--- Task objective ---
Below are entries. Pull out all lines containing "that".
[Start of section]
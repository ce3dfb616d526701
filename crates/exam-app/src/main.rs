//! Patient exam charts, browser entry point

use exam_client::{ServiceConfig, provide_exam_service};
use exam_components::ExamExplorer;
use exam_state::provide_app_state;
use leptos::prelude::*;
use tracing_subscriber::prelude::*;

fn main() {
    console_error_panic_hook::set_once();

    tracing_subscriber::registry()
        .with(tracing_wasm::WASMLayer::new(tracing_wasm::WASMLayerConfig::default()))
        .init();

    tracing::info!("Starting exam charts v{}", env!("CARGO_PKG_VERSION"));
    leptos::mount::mount_to_body(App);
}

#[component]
fn App() -> impl IntoView {
    let state = provide_app_state();
    let service = provide_exam_service(state, ServiceConfig::default());
    service.load_reference_data();

    view! { <ExamExplorer /> }
}
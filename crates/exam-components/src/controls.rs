//! Patient, date range, fetch and mode controls

use chrono::NaiveDate;
use exam_client::use_exam_service;
use exam_core::{PatientId, QUERY_DATE_FORMAT};
use exam_state::use_app_state;
use leptos::{ev, prelude::*};

/// Which end of the date range an input edits
#[derive(Debug, Clone, Copy, PartialEq, Eq)]
pub enum RangeEnd {
    Start,
    End,
}

impl RangeEnd {
    pub fn label(&self) -> &'static str {
        match self {
            Self::Start => "Start Date",
            Self::End => "End Date",
        }
    }
}

/// Parse the value of an `<input type="date">`; empty or partial input is unset
pub fn parse_date_input(value: &str) -> Option<NaiveDate> {
    NaiveDate::parse_from_str(value.trim(), QUERY_DATE_FORMAT).ok()
}

#[component]
pub fn ChartControls() -> impl IntoView {
    view! {
        <div class="chart-controls">
            <PatientSelect />
            <DateInput end=RangeEnd::Start />
            <DateInput end=RangeEnd::End />
            <FetchButton />
            <ModeToggle />
        </div>
    }
}

#[component]
fn PatientSelect() -> impl IntoView {
    let state = use_app_state();

    let on_change = move |ev: ev::Event| {
        let value = event_target_value(&ev);
        let patient = (!value.is_empty()).then(|| PatientId::new(value));
        state.select_patient(patient);
    };

    view! {
        <label class="control">
            <span class="control-label">"Patient"</span>
            <select on:change=on_change>
                <option value="">"Select patient"</option>
                {move || {
                    state.patients.get().into_iter().map(|patient| {
                        let id = patient.to_string();
                        let value = id.clone();
                        view! { <option value=value>{id}</option> }
                    }).collect_view()
                }}
            </select>
        </label>
    }
}

#[component]
fn DateInput(end: RangeEnd) -> impl IntoView {
    let state = use_app_state();

    let on_change = move |ev: ev::Event| {
        let date = parse_date_input(&event_target_value(&ev));
        let mut range = state.chart.with_untracked(|c| c.state().range);
        match end {
            RangeEnd::Start => range.start = date,
            RangeEnd::End => range.end = date,
        }
        state.set_range(range);
    };

    view! {
        <label class="control">
            <span class="control-label">{end.label()}</span>
            <input type="date" on:change=on_change />
        </label>
    }
}

#[component]
fn FetchButton() -> impl IntoView {
    let service = StoredValue::new(use_exam_service());

    let on_click = move |_: ev::MouseEvent| {
        if !service.with_value(|s| s.fetch()) {
            tracing::debug!("Fetch button: filters incomplete, nothing requested");
        }
    };

    view! {
        <button class="btn btn-primary" on:click=on_click>"Fetch Data"</button>
    }
}

#[component]
fn ModeToggle() -> impl IntoView {
    let state = use_app_state();
    let service = StoredValue::new(use_exam_service());

    view! {
        <button
            class="btn btn-secondary"
            on:click=move |_| {
                service.with_value(|s| s.toggle_mode());
            }
        >
            {move || state.chart.with(|c| c.mode().toggle_label())}
        </button>
    }
}
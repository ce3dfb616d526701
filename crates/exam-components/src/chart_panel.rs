//! Panel owning the chart surface container
//!
//! The container `<div>` has no Leptos children: only the surface pool adds
//! or removes nodes in it.

use exam_charts::{ChartInstancePool, DomSurfaceHost, SurfaceConfig};
use exam_state::use_app_state;
use leptos::{html, prelude::*};

#[component]
pub fn ChartPanel(#[prop(optional)] config: Option<SurfaceConfig>) -> impl IntoView {
    let state = use_app_state();
    let config = config.unwrap_or_default();
    let container = NodeRef::<html::Div>::new();
    let pool = StoredValue::new_local(None::<ChartInstancePool<DomSurfaceHost>>);

    Effect::new(move |_| {
        let Some(node) = container.get() else {
            return;
        };
        let Some(plan) = state.plan.get() else {
            return;
        };

        let specs = plan.surfaces();
        let config = config.clone();
        // Surface components must not subscribe this effect to their signals
        let outcome = untrack(|| {
            pool.try_update_value(|slot| {
                slot.get_or_insert_with(|| {
                    ChartInstancePool::new(DomSurfaceHost::new(node.into(), config))
                })
                .render(&specs)
            })
        });

        match outcome {
            Some(Ok(live)) => {
                tracing::debug!(generation = plan.generation, "Chart panel shows {} surfaces", live);
                state.mark_rendered(plan.generation);
            }
            Some(Err(e)) => {
                tracing::error!("Chart render failed: {}", e);
                state.render_failed(plan.generation, format!("Chart render failed: {}", e));
            }
            None => {}
        }
    });

    on_cleanup(move || {
        pool.try_update_value(|slot| {
            if let Some(mut pool) = slot.take() {
                if let Err(e) = pool.teardown() {
                    tracing::warn!("Chart panel teardown failed: {}", e);
                }
            }
        });
    });

    let mode_class = move || {
        state
            .chart
            .with(|c| format!("chart-panel {}", c.mode().css_class()))
    };

    view! {
        <section class=mode_class>
            <div class="chart-container" node_ref=container></div>
        </section>
    }
}
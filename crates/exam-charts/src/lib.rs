//! # exam-charts
//!
//! SVG time-series chart surfaces built with Leptos, and the pool that owns
//! their lifecycle.
//!
//! ## Architecture
//!
//! Uses Strategy pattern for:
//! - Scale computation (linear, time)
//! - Path generation (straight, tension-smoothed)
//! - Surface hosting (`SurfaceHost`: DOM in the browser, in-memory in tests)
//!
//! ## Modules
//!
//! - `chartkit` - Core primitives: scales, paths, formatters
//! - `view_window` - Pan/zoom window math
//! - `surface` - Surface planning and pure projection to view-box geometry
//! - `pool` - `ChartInstancePool`, destroy-before-create lifecycle
//! - `dom` - `SurfaceHost` backed by a DOM container
//! - `line_chart` - The interactive surface component

pub mod chartkit;
pub mod dom;
pub mod line_chart;
pub mod pool;
pub mod surface;
pub mod view_window;

pub use chartkit::*;
pub use dom::*;
pub use line_chart::*;
pub use pool::*;
pub use surface::*;
pub use view_window::*;

// Re-export colors from exam-core for convenience
pub use exam_core::colors;

/// Chart margin configuration
#[derive(Debug, Clone, Copy, PartialEq)]
pub struct ChartMargin {
    pub top: f64,
    pub right: f64,
    pub bottom: f64,
    pub left: f64,
}

impl ChartMargin {
    pub const fn new(top: f64, right: f64, bottom: f64, left: f64) -> Self {
        Self { top, right, bottom, left }
    }

    /// One y-axis on each side plus date labels below
    pub const fn standard() -> Self {
        Self::new(24.0, 70.0, 36.0, 70.0)
    }
}

impl Default for ChartMargin {
    fn default() -> Self {
        Self::standard()
    }
}

/// Chart dimensions with margin handling
#[derive(Debug, Clone, Copy, PartialEq)]
pub struct ChartDimensions {
    pub width: f64,
    pub height: f64,
    pub margin: ChartMargin,
}

impl ChartDimensions {
    pub fn new(width: f64, height: f64) -> Self {
        Self {
            width,
            height,
            margin: ChartMargin::default(),
        }
    }

    pub fn with_margin(mut self, margin: ChartMargin) -> Self {
        self.margin = margin;
        self
    }

    /// Inner width (excluding margins)
    pub fn inner_width(&self) -> f64 {
        (self.width - self.margin.left - self.margin.right).max(0.0)
    }

    /// Inner height (excluding margins)
    pub fn inner_height(&self) -> f64 {
        (self.height - self.margin.top - self.margin.bottom).max(0.0)
    }

    /// SVG transform for inner chart area
    pub fn inner_transform(&self) -> String {
        format!("translate({}, {})", self.margin.left, self.margin.top)
    }

    /// ViewBox string for SVG
    pub fn viewbox(&self) -> String {
        format!("0 0 {} {}", self.width, self.height)
    }

    /// Fractions of the plot area under a view-box point, `(0, 0)` = bottom left
    pub fn plot_fraction(&self, x: f64, y: f64) -> (f64, f64) {
        let w = self.inner_width().max(f64::EPSILON);
        let h = self.inner_height().max(f64::EPSILON);
        ((x - self.margin.left) / w, 1.0 - (y - self.margin.top) / h)
    }
}
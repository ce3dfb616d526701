//! Error types shared across the charting pipeline

use crate::FieldId;
use thiserror::Error;

pub type ChartResult<T> = Result<T, ChartError>;

#[derive(Debug, Clone, PartialEq, Error)]
pub enum ChartError {
    /// A selected field has no metadata in the catalog
    #[error("field `{field_id}` is selected but missing from the field catalog")]
    UnknownField { field_id: FieldId },

    #[error("index {index} is out of range for a sequence of length {len}")]
    IndexOutOfRange { index: usize, len: usize },

    #[error("invalid exam date: {raw:?}")]
    InvalidExamDate { raw: String },

    #[error("malformed exam record at position {index}: {reason}")]
    MalformedRecord { index: usize, reason: String },

    /// The surface container could not be emptied; no new surfaces were created
    #[error("surface teardown failed: {0}")]
    Teardown(String),

    #[error("surface error: {0}")]
    Surface(String),
}
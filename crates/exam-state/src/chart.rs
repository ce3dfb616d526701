//! Chart pipeline state and the render-phase machine
//!
//! [`ChartState`] is the whole user-controlled input of a render pass.
//! [`ChartController`] owns it together with the request generation used to
//! drop responses that arrive after a newer request was issued.

use exam_charts::{SurfaceSpec, plan_surfaces};
use exam_core::{
    ChartMode, ChartResult, Dataset, DateRange, ExamQuery, ExamRows, FieldCatalog, FieldId,
    FieldOrder, PatientId, Selection, assign_datasets, extract_series,
};
use serde::{Deserialize, Serialize};

// ============================================================================
// STATE RECORD
// ============================================================================

/// Everything the user picked that feeds a render pass
#[derive(Debug, Clone, Default, PartialEq, Serialize, Deserialize)]
pub struct ChartState {
    pub patient: Option<PatientId>,
    pub range: DateRange,
    /// Catalog ordering and selection, reordered in lockstep
    pub fields: FieldOrder,
    pub mode: ChartMode,
}

impl ChartState {
    pub fn selection(&self) -> &Selection {
        &self.fields.selection
    }

    /// The query this state would issue, if every filter is set
    pub fn query(&self) -> Option<ExamQuery> {
        ExamQuery::build(self.patient.as_ref(), self.selection(), self.range)
    }
}

// ============================================================================
// PHASES
// ============================================================================

#[derive(Debug, Clone, Copy, PartialEq, Eq, Default, Serialize, Deserialize)]
pub enum RenderPhase {
    /// No data requested
    #[default]
    Idle,
    FetchPending,
    DataReady,
    Rendered,
}

impl RenderPhase {
    pub fn label(&self) -> &'static str {
        match self {
            Self::Idle => "Idle",
            Self::FetchPending => "Loading…",
            Self::DataReady => "Rendering…",
            Self::Rendered => "Ready",
        }
    }

    pub fn css_class(&self) -> &'static str {
        match self {
            Self::Idle => "phase-idle",
            Self::FetchPending => "phase-pending",
            Self::DataReady => "phase-ready",
            Self::Rendered => "phase-rendered",
        }
    }
}

/// Permission to issue one request; its generation identifies the response
#[derive(Debug, Clone, PartialEq, Eq)]
pub struct FetchTicket {
    pub generation: u64,
    pub query: ExamQuery,
}

/// Render-ready output of one resolved fetch
#[derive(Debug, Clone, PartialEq)]
pub struct RenderPlan {
    pub generation: u64,
    pub mode: ChartMode,
    pub datasets: Vec<Dataset>,
    /// Extent of every distinct exam date in the response
    pub timeline: Option<(i64, i64)>,
}

impl RenderPlan {
    pub fn surface_count(&self) -> usize {
        self.mode.surface_count(self.datasets.len())
    }

    pub fn surfaces(&self) -> Vec<SurfaceSpec> {
        plan_surfaces(self.datasets.clone(), self.mode, self.timeline)
    }
}

/// Pure extraction and assignment for one response.
///
/// A `NoData` response plans no datasets: no surface in separate mode and a
/// single empty one in combined mode.
pub fn build_plan(
    generation: u64,
    rows: &ExamRows,
    state: &ChartState,
    catalog: &FieldCatalog,
) -> ChartResult<RenderPlan> {
    if rows.is_no_data() {
        return Ok(RenderPlan {
            generation,
            mode: state.mode,
            datasets: Vec::new(),
            timeline: None,
        });
    }

    let extraction = extract_series(rows.records(), state.selection(), catalog)?;
    let timeline = extraction.timeline_range();

    Ok(RenderPlan {
        generation,
        mode: state.mode,
        datasets: assign_datasets(extraction.series, state.mode),
        timeline,
    })
}

// ============================================================================
// CONTROLLER
// ============================================================================

#[derive(Debug, Clone, Default, PartialEq)]
pub struct ChartController {
    state: ChartState,
    phase: RenderPhase,
    generation: u64,
}

impl ChartController {
    pub fn new(state: ChartState) -> Self {
        Self {
            state,
            ..Default::default()
        }
    }

    pub fn state(&self) -> &ChartState {
        &self.state
    }

    pub fn phase(&self) -> RenderPhase {
        self.phase
    }

    pub fn generation(&self) -> u64 {
        self.generation
    }

    pub fn mode(&self) -> ChartMode {
        self.state.mode
    }

    /// Issue a fetch if every filter is present and valid.
    ///
    /// On success the generation advances, so any response still in flight
    /// becomes stale. When the guard fails nothing is issued and the phase
    /// only changes if a superseded fetch was pending.
    pub fn request_fetch(&mut self) -> Option<FetchTicket> {
        let Some(query) = self.state.query() else {
            tracing::debug!("Fetch suppressed: filters incomplete or invalid");
            self.cancel_pending();
            return None;
        };

        self.generation += 1;
        self.phase = RenderPhase::FetchPending;
        tracing::info!(
            generation = self.generation,
            "Fetching exams for {} ({})",
            query.patient_id,
            query.selection.join(",")
        );

        Some(FetchTicket {
            generation: self.generation,
            query,
        })
    }

    /// Accept a response. Stale responses yield `Ok(None)` and change nothing.
    pub fn resolve(
        &mut self,
        generation: u64,
        rows: &ExamRows,
        catalog: &FieldCatalog,
    ) -> ChartResult<Option<RenderPlan>> {
        if !self.is_current(generation) {
            tracing::debug!(
                generation,
                current = self.generation,
                "Discarding stale exam response"
            );
            return Ok(None);
        }

        self.phase = RenderPhase::DataReady;
        match build_plan(generation, rows, &self.state, catalog) {
            Ok(plan) => Ok(Some(plan)),
            Err(e) => {
                self.phase = RenderPhase::Idle;
                Err(e)
            }
        }
    }

    /// A current request failed; returns false if it was already stale
    pub fn fail(&mut self, generation: u64) -> bool {
        if !self.is_current(generation) {
            return false;
        }
        self.phase = RenderPhase::Idle;
        true
    }

    /// The pool mounted the plan of `generation`
    pub fn mark_rendered(&mut self, generation: u64) -> bool {
        if generation != self.generation || self.phase != RenderPhase::DataReady {
            return false;
        }
        self.phase = RenderPhase::Rendered;
        true
    }

    /// The pool could not mount the plan of `generation`
    pub fn render_failed(&mut self, generation: u64) {
        if generation == self.generation && self.phase == RenderPhase::DataReady {
            self.phase = RenderPhase::Idle;
        }
    }

    /// Flip the mode and re-run the pipeline
    pub fn toggle_mode(&mut self) -> Option<FetchTicket> {
        self.state.mode = self.state.mode.toggle();
        tracing::info!("Chart mode switched to {}", self.state.mode);
        self.request_fetch()
    }

    /// Move a field in the catalog and the selection, then re-run the pipeline
    pub fn reorder(&mut self, from: usize, to: isize) -> ChartResult<Option<FetchTicket>> {
        self.state.fields.reorder(from, to)?;
        tracing::debug!(from, to, "Reordered fields to {}", self.state.selection().join(","));
        Ok(self.request_fetch())
    }

    pub fn set_catalog_order(&mut self, catalog: Vec<FieldId>) {
        self.state.fields.catalog = catalog;
    }

    pub fn set_patient(&mut self, patient: Option<PatientId>) {
        self.state.patient = patient;
        self.cancel_pending();
    }

    pub fn set_range(&mut self, range: DateRange) {
        self.state.range = range;
        self.cancel_pending();
    }

    pub fn set_selection(&mut self, selection: Selection) {
        self.state.fields.selection = selection;
        self.cancel_pending();
    }

    pub fn toggle_field(&mut self, field_id: FieldId) {
        self.state.fields.selection.toggle(field_id);
        self.cancel_pending();
    }

    fn is_current(&self, generation: u64) -> bool {
        generation == self.generation && self.phase == RenderPhase::FetchPending
    }

    /// Drop interest in the in-flight response, if any
    fn cancel_pending(&mut self) {
        if self.phase == RenderPhase::FetchPending {
            self.generation += 1;
            self.phase = RenderPhase::Idle;
            tracing::debug!(generation = self.generation, "Cancelled pending fetch");
        }
    }
}
//! # exam-client
//!
//! HTTP client for the external Data Service and the glue that runs fetch
//! tickets against it, feeding results back into the reactive state.

pub mod client;
pub mod service;

pub use client::*;
pub use service::*;

/// Same-origin by default; the page is served next to the Data Service
pub const DEFAULT_BASE_URL: &str = "";

// ============================================================================
// SERVICE CONFIGURATION
// ============================================================================

/// Data Service location and endpoint paths
#[derive(Debug, Clone, PartialEq, Eq)]
pub struct ServiceConfig {
    pub base_url: String,
    pub patients_path: String,
    pub fields_path: String,
    pub exams_path: String,
}

impl Default for ServiceConfig {
    fn default() -> Self {
        Self {
            base_url: DEFAULT_BASE_URL.to_string(),
            patients_path: "/patient/get-all".to_string(),
            fields_path: "/fields/get-all".to_string(),
            exams_path: "/eav/get-specific-exams".to_string(),
        }
    }
}

impl ServiceConfig {
    pub fn new(base_url: impl Into<String>) -> Self {
        Self {
            base_url: base_url.into(),
            ..Default::default()
        }
    }

    pub fn patients(mut self, path: impl Into<String>) -> Self {
        self.patients_path = path.into();
        self
    }

    pub fn fields(mut self, path: impl Into<String>) -> Self {
        self.fields_path = path.into();
        self
    }

    pub fn exams(mut self, path: impl Into<String>) -> Self {
        self.exams_path = path.into();
        self
    }

    /// Absolute (or same-origin) URL of an endpoint path
    pub fn url(&self, path: &str) -> String {
        let base = self.base_url.trim_end_matches('/');
        if path.starts_with('/') {
            format!("{}{}", base, path)
        } else {
            format!("{}/{}", base, path)
        }
    }
}
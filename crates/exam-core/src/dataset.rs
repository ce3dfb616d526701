//! Deterministic color and y-axis assignment for extracted series

use crate::{ChartMode, Series, TickFormatter, UnitSuffixFormatter, colors};
use serde::{Deserialize, Serialize};

/// Side of the plot a y-axis is drawn on
#[derive(Debug, Clone, Copy, PartialEq, Eq, Hash, Serialize, Deserialize)]
#[serde(rename_all = "lowercase")]
pub enum AxisPosition {
    Left,
    Right,
}

impl AxisPosition {
    /// Even indices go left, odd go right
    pub fn for_index(index: usize) -> Self {
        if index % 2 == 0 { Self::Left } else { Self::Right }
    }

    pub fn as_str(&self) -> &'static str {
        match self {
            Self::Left => "left",
            Self::Right => "right",
        }
    }
}

/// Identity of a y-axis
#[derive(Debug, Clone, Copy, PartialEq, Eq, Hash, Serialize, Deserialize)]
pub enum AxisId {
    /// Combined mode: one axis per series, `axis-{index}`
    Series(usize),
    /// Separate mode: the single left axis of the series' own surface
    Local,
}

impl std::fmt::Display for AxisId {
    fn fmt(&self, f: &mut std::fmt::Formatter<'_>) -> std::fmt::Result {
        match self {
            Self::Series(index) => write!(f, "axis-{}", index),
            Self::Local => write!(f, "y"),
        }
    }
}

/// Axis configuration for one dataset
#[derive(Debug, Clone, PartialEq, Serialize)]
pub struct AxisAssignment {
    pub id: AxisId,
    pub position: AxisPosition,
    /// Tick label color, same as the series color
    pub color: &'static str,
    pub ticks: UnitSuffixFormatter,
}

impl AxisAssignment {
    pub fn tick_label(&self, value: f64) -> String {
        self.ticks.format(value)
    }
}

/// A series plus everything needed to draw it
#[derive(Debug, Clone, PartialEq, Serialize)]
pub struct Dataset {
    pub series: Series,
    pub color: &'static str,
    pub axis: AxisAssignment,
}

impl Dataset {
    /// Axis id shared across series, `None` when the axis is local to a surface
    pub fn axis_id(&self) -> Option<String> {
        match self.axis.id {
            AxisId::Series(_) => Some(self.axis.id.to_string()),
            AxisId::Local => None,
        }
    }

    pub fn label(&self) -> &str {
        &self.series.label
    }
}

/// Attach color and axis to each series by its position.
///
/// `series` must already be in selection order; the result keeps it.
pub fn assign_datasets(series: Vec<Series>, mode: ChartMode) -> Vec<Dataset> {
    series
        .into_iter()
        .enumerate()
        .map(|(index, series)| {
            let color = colors::palette_color(index);
            let (id, position) = match mode {
                ChartMode::Combined => (AxisId::Series(index), AxisPosition::for_index(index)),
                ChartMode::Separate => (AxisId::Local, AxisPosition::Left),
            };
            let ticks = UnitSuffixFormatter::new(series.unit.clone());

            Dataset {
                series,
                color,
                axis: AxisAssignment {
                    id,
                    position,
                    color,
                    ticks,
                },
            }
        })
        .collect()
}
//! Reordering primitive for field lists

use crate::{ChartError, ChartResult, FieldId, Selection};
use serde::{Deserialize, Serialize};

/// Remove the element at `from` and reinsert it at `to`.
///
/// A negative `to` counts from the end of the sequence *after* removal
/// (`len - 1 + to`). The insert position is clamped into range.
/// This is not an inverse of itself: only a move back to the original
/// index restores the input.
pub fn move_element<T: Clone>(sequence: &[T], from: usize, to: isize) -> ChartResult<Vec<T>> {
    if from >= sequence.len() {
        return Err(ChartError::IndexOutOfRange {
            index: from,
            len: sequence.len(),
        });
    }

    let mut moved = sequence.to_vec();
    let item = moved.remove(from);
    let shortened = moved.len() as isize;
    let target = if to < 0 { shortened + to } else { to };
    moved.insert(target.clamp(0, shortened) as usize, item);

    Ok(moved)
}

/// The catalog ordering and the selection ordering, reordered in lockstep
#[derive(Debug, Clone, Default, PartialEq, Serialize, Deserialize)]
pub struct FieldOrder {
    pub catalog: Vec<FieldId>,
    pub selection: Selection,
}

impl FieldOrder {
    pub fn new(catalog: Vec<FieldId>, selection: Selection) -> Self {
        Self { catalog, selection }
    }

    /// Apply the same `(from, to)` move to both sequences.
    ///
    /// Both sequences are checked before either is touched.
    pub fn reorder(&mut self, from: usize, to: isize) -> ChartResult<()> {
        let catalog = move_element(&self.catalog, from, to)?;
        let selection = move_element(self.selection.as_slice(), from, to)?;

        self.catalog = catalog;
        self.selection = Selection::from_ids(selection);
        Ok(())
    }
}

#[cfg(test)]
mod tests {
    use super::*;

    const P: [char; 5] = ['a', 'b', 'c', 'd', 'e'];

    #[test]
    fn test_move_forward_and_back() {
        let moved = move_element(&P, 0, 3).unwrap();
        assert_eq!(moved, vec!['b', 'c', 'd', 'a', 'e']);

        let restored = move_element(&moved, 3, 0).unwrap();
        assert_eq!(restored, P.to_vec());
    }

    #[test]
    fn test_move_is_not_generally_self_inverse() {
        let moved = move_element(&P, 0, 3).unwrap();
        let other = move_element(&moved, 3, 1).unwrap();
        assert_eq!(other, vec!['b', 'a', 'c', 'd', 'e']);
        assert_ne!(other, P.to_vec());
    }

    #[test]
    fn test_negative_target_counts_from_shortened_end() {
        // after removing 'a': [b, c, d, e], len 4; -1 -> index 3
        assert_eq!(move_element(&P, 0, -1).unwrap(), vec!['b', 'c', 'd', 'a', 'e']);
        assert_eq!(move_element(&P, 4, -4).unwrap(), vec!['e', 'a', 'b', 'c', 'd']);
    }

    #[test]
    fn test_target_is_clamped() {
        assert_eq!(move_element(&P, 1, 99).unwrap(), vec!['a', 'c', 'd', 'e', 'b']);
        assert_eq!(move_element(&P, 3, -99).unwrap(), vec!['d', 'a', 'b', 'c', 'e']);
    }

    #[test]
    fn test_from_out_of_range() {
        assert_eq!(
            move_element(&P, 5, 0),
            Err(ChartError::IndexOutOfRange { index: 5, len: 5 })
        );
        assert!(move_element::<char>(&[], 0, 0).is_err());
    }

    #[test]
    fn test_lockstep_reorder() {
        let mut order = FieldOrder::new(
            ["A", "B", "C", "D"].into_iter().map(FieldId::from).collect(),
            Selection::from_ids(["C", "A", "D"]),
        );

        order.reorder(0, 2).unwrap();
        assert_eq!(order.selection.join(","), "A,D,C");
        let catalog: Vec<_> = order.catalog.iter().map(FieldId::as_str).collect();
        assert_eq!(catalog, vec!["B", "C", "A", "D"]);
    }

    #[test]
    fn test_lockstep_reorder_is_atomic() {
        let mut order = FieldOrder::new(
            ["A", "B", "C", "D"].into_iter().map(FieldId::from).collect(),
            Selection::from_ids(["C", "A"]),
        );
        let before = order.clone();

        assert!(order.reorder(3, 0).is_err());
        assert_eq!(order, before);
    }
}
[End of section]
--- Finished exercise ---
//! SVG time-series chart surfaces built with Leptos, and the pool that owns
//! drop responses that arrive after a newer request was issued.
/// Everything the user picked that feeds a render pass
//! HTTP client for the external Data Service and the glue that runs fetch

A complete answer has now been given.